Stored items
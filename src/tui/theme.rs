use ratatui::style::{Color, Modifier, Style};

#[derive(Debug, Clone)]
pub struct Theme {
    pub name: String,
    pub header_style: Style,
    pub footer_style: Style,
    pub log_style: Style,
    pub error_style: Style,
    pub input_style: Style,
    pub map_outline: Color,
    pub radius_color: Color,
    pub relief_style: Style,
    pub location_style: Style,
    pub selected_style: Style,
}

impl Theme {
    pub fn dark() -> Self {
        Self {
            name: "dark".to_string(),
            header_style: Style::default().fg(Color::Cyan).add_modifier(Modifier::BOLD),
            footer_style: Style::default().fg(Color::Cyan),
            log_style: Style::default().fg(Color::White),
            error_style: Style::default().fg(Color::Red),
            input_style: Style::default().fg(Color::White),
            map_outline: Color::DarkGray,
            radius_color: Color::Gray,
            relief_style: Style::default().fg(Color::LightRed).add_modifier(Modifier::BOLD),
            location_style: Style::default().fg(Color::LightBlue).add_modifier(Modifier::BOLD),
            selected_style: Style::default().bg(Color::DarkGray).fg(Color::White),
        }
    }

    pub fn light() -> Self {
        Self {
            name: "light".to_string(),
            header_style: Style::default().fg(Color::Blue).add_modifier(Modifier::BOLD),
            footer_style: Style::default().fg(Color::Blue),
            log_style: Style::default().fg(Color::Black),
            error_style: Style::default().fg(Color::Red),
            input_style: Style::default().fg(Color::Black),
            map_outline: Color::Gray,
            radius_color: Color::DarkGray,
            relief_style: Style::default().fg(Color::Red).add_modifier(Modifier::BOLD),
            location_style: Style::default().fg(Color::Blue).add_modifier(Modifier::BOLD),
            selected_style: Style::default().bg(Color::Gray).fg(Color::Black),
        }
    }

    /// `None` for names other than `dark` and `light`.
    pub fn by_name(name: &str) -> Option<Self> {
        match name {
            "dark" => Some(Self::dark()),
            "light" => Some(Self::light()),
            _ => None,
        }
    }
}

▶ [Prompt] The records above must be transcribed line for line, exactly.

▶ [Answer below]
filename src/tui/theme.rs
use ratatui::style::{Color, Modifier, Style};

#[derive(Debug, Clone)]
pub struct Theme {
    pub name: String,
    pub header_style: Style,
    pub footer_style: Style,
    pub log_style: Style,
    pub error_style: Style,
    pub input_style: Style,
    pub map_outline: Color,
    pub radius_color: Color,
    pub relief_style: Style,
    pub location_style: Style,
    pub selected_style: Style,
}

impl Theme {
    pub fn dark() -> Self {
        Self {
            name: "dark".to_string(),
            header_style: Style::default().fg(Color::Cyan).add_modifier(Modifier::BOLD),
            footer_style: Style::default().fg(Color::Cyan),
            log_style: Style::default().fg(Color::White),
            error_style: Style::default().fg(Color::Red),
            input_style: Style::default().fg(Color::White),
            map_outline: Color::DarkGray,
            radius_color: Color::Gray,
            relief_style: Style::default().fg(Color::LightRed).add_modifier(Modifier::BOLD),
            location_style: Style::default().fg(Color::LightBlue).add_modifier(Modifier::BOLD),
            selected_style: Style::default().bg(Color::DarkGray).fg(Color::White),
        }
    }

    pub fn light() -> Self {
        Self {
            name: "light".to_string(),
            header_style: Style::default().fg(Color::Blue).add_modifier(Modifier::BOLD),
            footer_style: Style::default().fg(Color::Blue),
            log_style: Style::default().fg(Color::Black),
            error_style: Style::default().fg(Color::Red),
            input_style: Style::default().fg(Color::Black),
            map_outline: Color::Gray,
            radius_color: Color::DarkGray,
            relief_style: Style::default().fg(Color::Red).add_modifier(Modifier::BOLD),
            location_style: Style::default().fg(Color::Blue).add_modifier(Modifier::BOLD),
            selected_style: Style::default().bg(Color::Gray).fg(Color::Black),
        }
    }

    /// `None` for names other than `dark` and `light`.
    pub fn by_name(name: &str) -> Option<Self> {
        match name {
            "dark" => Some(Self::dark()),
            "light" => Some(Self::light()),
            _ => None,
        }
    }
}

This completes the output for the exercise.